Questo ha stabilito oggi la Corte d’assise di Palermo riconoscendo che i familiari di Peppino – la mamma Felicia Bartolotta e il fratello Giovanni, che si erano costituiti parte civile – e i suoi amici avevano avuto ragione a chiedere giustizia per ventiquattro anni. «Finalmente quell’assassino paga la sua colpa», ha detto Felicia Bartolotta, 86 anni, dalla casa di Cinisi: «Volevo andare in aula, ma ero troppo emozionata, non ero sicura di come finiva. Ho preferito restare a casa».
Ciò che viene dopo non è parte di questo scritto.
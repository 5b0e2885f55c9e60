//! Time sources used by the collector
//!
//! Everything that reads the wall clock or waits goes through these traits, so token
//! expiry, retry backoff and the poll interval can be driven deterministically in tests.

use std::sync::Mutex;
use std::time::Duration;

use async_trait::async_trait;
use chrono::{DateTime, Utc};

/// Source of "now"
pub trait Clock: Send + Sync {
    fn now(&self) -> DateTime<Utc>;
}

/// Wall clock
#[derive(Debug, Clone, Copy, Default)]
pub struct SystemClock;

impl Clock for SystemClock {
    fn now(&self) -> DateTime<Utc> {
        Utc::now()
    }
}

/// Clock that only moves when told to
#[derive(Debug)]
pub struct ManualClock {
    now: Mutex<DateTime<Utc>>,
}

impl ManualClock {
    pub fn new(start: DateTime<Utc>) -> Self {
        Self {
            now: Mutex::new(start),
        }
    }

    pub fn set(&self, now: DateTime<Utc>) {
        *self.now.lock().unwrap_or_else(|e| e.into_inner()) = now;
    }

    pub fn advance(&self, by: chrono::Duration) {
        let mut now = self.now.lock().unwrap_or_else(|e| e.into_inner());
        *now += by;
    }
}

impl Clock for ManualClock {
    fn now(&self) -> DateTime<Utc> {
        *self.now.lock().unwrap_or_else(|e| e.into_inner())
    }
}

/// Something that can wait for a while
#[async_trait]
pub trait Sleeper: Send + Sync {
    async fn sleep(&self, duration: Duration);
}

/// Sleeps on the tokio timer
#[derive(Debug, Clone, Copy, Default)]
pub struct TokioSleeper;

#[async_trait]
impl Sleeper for TokioSleeper {
    async fn sleep(&self, duration: Duration) {
        tokio::time::sleep(duration).await;
    }
}

/// Returns immediately and remembers every requested delay
#[derive(Debug, Default)]
pub struct RecordingSleeper {
    delays: Mutex<Vec<Duration>>,
}

impl RecordingSleeper {
    pub fn new() -> Self {
        Self::default()
    }

    pub fn delays(&self) -> Vec<Duration> {
        self.delays
            .lock()
            .unwrap_or_else(|e| e.into_inner())
            .clone()
    }
}

#[async_trait]
impl Sleeper for RecordingSleeper {
    async fn sleep(&self, duration: Duration) {
        self.delays
            .lock()
            .unwrap_or_else(|e| e.into_inner())
            .push(duration);
        tokio::task::yield_now().await;
    }
}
«Non ho mai provato sentimenti di vendetta – ha aggiunto turbata – Mi sono sempre limitata a invocare giustizia per la morte di mio figlio. Confesso che, dopo tanti anni di attesa, avevo perso la fiducia, dubitavo che saremmo mai arrivati a questo punto, ma ora provo tanta contentezza, una grande soddisfazione. Io ho sempre saputo com’era andata. Badalamenti chiamava mio marito Luigi per lamentarsi di Peppino e mio marito lo implorava di non uccidere il ragazzo; Luigi gli diceva: uccidi me e lascia stare Peppino. Ma non è servito a niente, lo ha ammazzato lo stesso. La morte di mio marito è sempre rimasta un mistero, dicono che fu un incidente, ma c’è sempre stato un punto interrogativo su questo incidente, non c’è mai stata chiarezza».

«Non ho mai perdonato Badalamenti – ha concluso Felicia Bartolotta – né lo perdonerò mai, come si fa a perdonare l’ uomo che ti ha ammazzato un figlio? Però una cosa la posso dire: oggi per la prima volta posso affermare di credere nella giustizia italiana».
«A 24 anni dall’omicidio di Peppino mi sembra una vergogna giudiziaria per un Paese civile – è stato invece il commento di Giovanni Impastato – Non si dovrebbe attendere tutto questo tempo per avere giustizia. Non sono felice ma mi sento appagato del risultato».

Per il pm Franca Imbergamo, «questa sentenza restituisce l’onore a una persona coraggiosa come Peppino Impastato e pone fine alla lunga impunità di Tano Badalamenti». Secondo l’avvocato Jimmi D’Azzò, uno dei legali di Badalamenti, invece «se Impastato è stato ucciso dalla mafia, lo avrà fatto una cosca diversa da quella di Badalamenti». Il difensore ha sostenuto che i collaboratori di giustizia parlano di «una famiglia mafiosa diversa da quella di Badalamenti».

«Alla fine, malgrado le difficoltà, la verità è venuta a galla. E giustizia è stata fatta». Questa la dichiarazione del presidente della commissione Antimafia, Roberto Centaro (Fi). Per Centaro l’uccisione di Impastato «è la dimostrazione che la mafia teme anche chi la colpisce nella credibilità sociale mettendola alla berlina. Impastato, infatti, non era una persona pericolosa perché capace di contrastare i traffici di Cosa Nostra. Piuttosto, riusciva a risvegliare dal torpore la coscienza sociale. E questa è una delle strade perché la mafia non abbia il sopravvento».